Date Bars with Mesquite

Mesquite meal, oats, and dates combine for a sweet and nutritious snack.

Now that the temperatures have dropped, we can once again turn on the oven to bake some goodies. Carolyn here today to talk about one of my favorite recipes. Because both dates and mesquite meal are quite sweet, you can cut way back on the sugar. My version cuts two-thirds of the sugar in the original recipe. Although you could actually completely leave out the sugar in the base, in baking at least a little sugar is needed to help with texture and browning. Adding the warming spices of fall make the bars special. I added some cardamom, because it is unusual in our culture, and a little cinnamon. If you happen to have some of Amy’s mole mixes, a tablespoon of one of those would add real punch.

In order to make the finished date bars easy to remove from the pan, line the pan with foil or parchment paper with some wings on the sides to lift out the finished bars.  I hate it when I have to hack at bars to get them out of the pan.  Use a little more than half of the crumb mixture on the bottom; I figured I used about three-fifths.

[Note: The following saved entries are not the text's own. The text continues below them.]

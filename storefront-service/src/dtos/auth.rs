use once_cell::sync::Lazy;
use regex::Regex;
use serde::{Deserialize, Serialize};
use utoipa::{IntoParams, ToSchema};
use validator::Validate;

use crate::models::UserResponse;
use crate::services::TokenResponse;

/// Mobile numbers: optional `+98` or `0` prefix, then `9` and nine digits.
pub static PHONE_PATTERN: Lazy<Regex> = Lazy::new(|| {
    Regex::new(r"^(\+98|0)?9\d{9}$").unwrap_or_else(|_| unreachable!("static pattern compiles"))
});

#[derive(Debug, Deserialize, Validate, ToSchema)]
pub struct RegisterRequest {
    #[validate(length(min = 3, max = 50, message = "Name must be 3-50 characters"))]
    #[schema(example = "Jane Doe")]
    pub name: Option<String>,

    #[validate(email(message = "Invalid email format"))]
    #[schema(example = "user@example.com")]
    pub email: String,

    #[validate(length(min = 8, message = "Password must be at least 8 characters"))]
    #[schema(example = "password123", min_length = 8)]
    pub password: String,

    #[validate(regex(path = *PHONE_PATTERN, message = "Invalid phone number"))]
    #[schema(example = "09121234567")]
    pub phone: Option<String>,
}

#[derive(Debug, Serialize, Deserialize, ToSchema)]
pub struct AuthResponse {
    pub user: UserResponse,
    pub tokens: TokenResponse,
}

#[derive(Debug, Deserialize, Validate, ToSchema)]
pub struct LoginRequest {
    #[validate(email(message = "Invalid email format"))]
    #[schema(example = "user@example.com")]
    pub email: String,

    #[validate(length(min = 1, message = "Password is required"))]
    #[schema(example = "password123")]
    pub password: String,
}

#[derive(Debug, Deserialize, Validate, ToSchema)]
pub struct RefreshTokenRequest {
    #[validate(length(min = 1, message = "Refresh token is required"))]
    pub refresh_token: String,
}

#[derive(Debug, Serialize, Deserialize, ToSchema)]
pub struct RefreshResponse {
    pub access_token: String,
    /// Only returned when refresh tokens are rotated
    #[serde(skip_serializing_if = "Option::is_none")]
    pub refresh_token: Option<String>,
    #[schema(example = "Bearer")]
    pub token_type: String,
    #[schema(example = 3600)]
    pub expires_in: i64,
}

#[derive(Debug, Deserialize, Validate, ToSchema)]
pub struct LogoutRequest {
    #[validate(length(min = 1, message = "Refresh token is required"))]
    pub refresh_token: String,
}

#[derive(Debug, Deserialize, Validate, ToSchema)]
pub struct VerifyTokenRequest {
    #[validate(length(min = 1, message = "Token is required"))]
    pub token: String,
}

#[derive(Debug, Deserialize, ToSchema, IntoParams)]
pub struct VerifyEmailQuery {
    #[param(example = "9f86d081884c7d659a2feaa0c55ad015a3bf4f1b2b0b822cd15d6c15b0f00a08")]
    pub token: String,
}

#[derive(Debug, Deserialize, Validate, ToSchema)]
pub struct PasswordResetRequest {
    #[validate(email(message = "Invalid email format"))]
    #[schema(example = "user@example.com")]
    pub email: String,
}

#[derive(Debug, Deserialize, Validate, ToSchema)]
pub struct PasswordResetConfirm {
    #[validate(length(min = 1, message = "Token is required"))]
    pub token: String,

    #[validate(length(min = 8, message = "Password must be at least 8 characters"))]
    #[schema(example = "newpassword123", min_length = 8)]
    pub new_password: String,
}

Line the pan with paper or foil to help lift out the finished bars.

You will have plenty of time to cook the date filling while the base bakes. I was surprised how quickly the pieces of chopped dates softened into a smooth paste.

Dates and water cook quickly into a smooth paste.  Use low heat and stir frequently.

 

When you add the final layer of crumbs, you can add a sprinkling of nuts if your intended audience can eat them. Adjust the baking time by watching for the bars to brown around the edges. Let them cool

in the pan an hour or so before lifting them out with your paper or foil. I cut mine into 24 pieces. They could be even smaller.

Cut small pieces because the bars are quite rich.

I made these bars to take to a potluck. They would also be a good addition to a selection of Christmas cookies.

 

Ummm….delicious with a cup of coffee or tea.

Here’s the recipe:

Oatmeal date bars

1 1/2 cups rolled oats

1 cup whole wheat flour

½ cup mesquite meal

¾ teaspoon baking soda

¼ teaspoon salt

½ cup packed brown sugar

1 cup very soft butter

2 cups chopped dates (3/4 pound)

1 cup water

1 teaspoon lemon juice or 1 tablespoon orange juice concentrate

1 tablespoon grated lemon or orange rind (optional)

¼ cup chopped walnuts or pecans (optional)

Preheat oven to 350 degrees F (175 degrees C). Line a 9-inch baking pan with foil or parchment paper with an inch or two extending over the edge. Spray with cooking spray or spread a tiny bit of oil over the lining.

In a large bowl, combine oats, whole wheat flour, mesquite meal, salt, brown sugar, and baking soda. Add butter and mix until crumbly. Press a little more than half of the mixture into the bottom of a 9- inch square baking pan. Bake 15 minutes.

While the crust is baking combine dates and water in a small saucepan over medium heat.. Bring to a simmerl, and cook until thickened, probably around 5 minutes. Stir in lemon juice or orange juice concentrate, and remove from heat.

Remove crust from oven when it is beginning to brown at the edges, spread the filling over the base, and pat the remaining crumb mixture on top. Sprinkle with chopped nuts if using. Bake for 20 to 25 minutes in preheated oven, or until top is lightly toasted. Cool before lifting from the pan. Cut into small pieces (I did 24) as these are very rich.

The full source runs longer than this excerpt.